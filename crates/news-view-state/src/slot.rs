//! One observable state cell per UI concern.

use news_model::Resource;
use parking_lot::Mutex;
use tokio::sync::watch;
use tokio::task::AbortHandle;
use tracing::trace;

/// What a slot currently shows.
#[derive(Debug, Clone, PartialEq, Default)]
pub enum SlotState<T> {
    /// Nothing requested yet.
    #[default]
    Idle,
    Loading,
    Success(T),
    Error(String),
}

impl<T> SlotState<T> {
    pub fn is_idle(&self) -> bool {
        matches!(self, SlotState::Idle)
    }

    pub fn is_loading(&self) -> bool {
        matches!(self, SlotState::Loading)
    }

    pub fn data(&self) -> Option<&T> {
        match self {
            SlotState::Success(data) => Some(data),
            _ => None,
        }
    }

    pub fn error_message(&self) -> Option<&str> {
        match self {
            SlotState::Error(message) => Some(message),
            _ => None,
        }
    }
}

impl<T> From<Resource<T>> for SlotState<T> {
    fn from(resource: Resource<T>) -> Self {
        match resource {
            Resource::Loading => SlotState::Loading,
            Resource::Success(data) => SlotState::Success(data),
            Resource::Error(message) => SlotState::Error(message),
        }
    }
}

struct Control {
    generation: u64,
    feeder: Option<AbortHandle>,
}

/// A watched [`SlotState`] whose latest operation wins.
///
/// Every [`begin`](Self::begin) starts a new generation; [`publish`](Self::publish)
/// only lands for the current one. A subscription feeding the slot is
/// aborted as soon as it is superseded.
pub(crate) struct Slot<T> {
    state: watch::Sender<SlotState<T>>,
    control: Mutex<Control>,
}

impl<T: Clone> Slot<T> {
    pub(crate) fn new() -> Self {
        let (state, _) = watch::channel(SlotState::Idle);
        Self {
            state,
            control: Mutex::new(Control {
                generation: 0,
                feeder: None,
            }),
        }
    }

    pub(crate) fn subscribe(&self) -> watch::Receiver<SlotState<T>> {
        self.state.subscribe()
    }

    pub(crate) fn current(&self) -> SlotState<T> {
        self.state.borrow().clone()
    }

    /// Starts a new operation in `Loading` and returns its generation.
    pub(crate) fn begin(&self) -> u64 {
        self.start(SlotState::Loading)
    }

    /// Supersedes whatever is running and shows `state` right away.
    pub(crate) fn set(&self, state: SlotState<T>) -> u64 {
        self.start(state)
    }

    fn start(&self, state: SlotState<T>) -> u64 {
        let mut control = self.control.lock();
        control.generation += 1;
        if let Some(previous) = control.feeder.take() {
            previous.abort();
            trace!(generation = control.generation, "superseded subscription aborted");
        }
        self.state.send_replace(state);
        control.generation
    }

    /// Shows `state` if `generation` is still current. Returns whether it did.
    pub(crate) fn publish(&self, generation: u64, state: SlotState<T>) -> bool {
        let control = self.control.lock();
        if control.generation != generation {
            return false;
        }
        self.state.send_replace(state);
        true
    }

    /// Records the subscription task feeding `generation`, aborting it
    /// instead if a newer operation already started.
    pub(crate) fn attach(&self, generation: u64, feeder: AbortHandle) {
        let mut control = self.control.lock();
        if control.generation == generation {
            control.feeder = Some(feeder);
        } else {
            feeder.abort();
        }
    }
}

impl<T> Drop for Slot<T> {
    fn drop(&mut self) {
        if let Some(feeder) = self.control.get_mut().feeder.take() {
            feeder.abort();
        }
    }
}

···

### Goal of the exercise
Every entry should be transcribed exactly, with nothing omitted.

### Response to this task
filename crates/news-view-state/src/slot.rs
//! One observable state cell per UI concern.

use news_model::Resource;
use parking_lot::Mutex;
use tokio::sync::watch;
use tokio::task::AbortHandle;
use tracing::trace;

/// What a slot currently shows.
#[derive(Debug, Clone, PartialEq, Default)]
pub enum SlotState<T> {
    /// Nothing requested yet.
    #[default]
    Idle,
    Loading,
    Success(T),
    Error(String),
}

impl<T> SlotState<T> {
    pub fn is_idle(&self) -> bool {
        matches!(self, SlotState::Idle)
    }

    pub fn is_loading(&self) -> bool {
        matches!(self, SlotState::Loading)
    }

    pub fn data(&self) -> Option<&T> {
        match self {
            SlotState::Success(data) => Some(data),
            _ => None,
        }
    }

    pub fn error_message(&self) -> Option<&str> {
        match self {
            SlotState::Error(message) => Some(message),
            _ => None,
        }
    }
}

impl<T> From<Resource<T>> for SlotState<T> {
    fn from(resource: Resource<T>) -> Self {
        match resource {
            Resource::Loading => SlotState::Loading,
            Resource::Success(data) => SlotState::Success(data),
            Resource::Error(message) => SlotState::Error(message),
        }
    }
}

struct Control {
    generation: u64,
    feeder: Option<AbortHandle>,
}

/// A watched [`SlotState`] whose latest operation wins.
///
/// Every [`begin`](Self::begin) starts a new generation; [`publish`](Self::publish)
/// only lands for the current one. A subscription feeding the slot is
/// aborted as soon as it is superseded.
pub(crate) struct Slot<T> {
    state: watch::Sender<SlotState<T>>,
    control: Mutex<Control>,
}

impl<T: Clone> Slot<T> {
    pub(crate) fn new() -> Self {
        let (state, _) = watch::channel(SlotState::Idle);
        Self {
            state,
            control: Mutex::new(Control {
                generation: 0,
                feeder: None,
            }),
        }
    }

    pub(crate) fn subscribe(&self) -> watch::Receiver<SlotState<T>> {
        self.state.subscribe()
    }

    pub(crate) fn current(&self) -> SlotState<T> {
        self.state.borrow().clone()
    }

    /// Starts a new operation in `Loading` and returns its generation.
    pub(crate) fn begin(&self) -> u64 {
        self.start(SlotState::Loading)
    }

    /// Supersedes whatever is running and shows `state` right away.
    pub(crate) fn set(&self, state: SlotState<T>) -> u64 {
        self.start(state)
    }

    fn start(&self, state: SlotState<T>) -> u64 {
        let mut control = self.control.lock();
        control.generation += 1;
        if let Some(previous) = control.feeder.take() {
            previous.abort();
            trace!(generation = control.generation, "superseded subscription aborted");
        }
        self.state.send_replace(state);
        control.generation
    }

    /// Shows `state` if `generation` is still current. Returns whether it did.
    pub(crate) fn publish(&self, generation: u64, state: SlotState<T>) -> bool {
        let control = self.control.lock();
        if control.generation != generation {
            return false;
        }
        self.state.send_replace(state);
        true
    }

    /// Records the subscription task feeding `generation`, aborting it
    /// instead if a newer operation already started.
    pub(crate) fn attach(&self, generation: u64, feeder: AbortHandle) {
        let mut control = self.control.lock();
        if control.generation == generation {
            control.feeder = Some(feeder);
        } else {
            feeder.abort();
        }
    }
}

impl<T> Drop for Slot<T> {
    fn drop(&mut self) {
        if let Some(feeder) = self.control.get_mut().feeder.take() {
            feeder.abort();
        }
    }
}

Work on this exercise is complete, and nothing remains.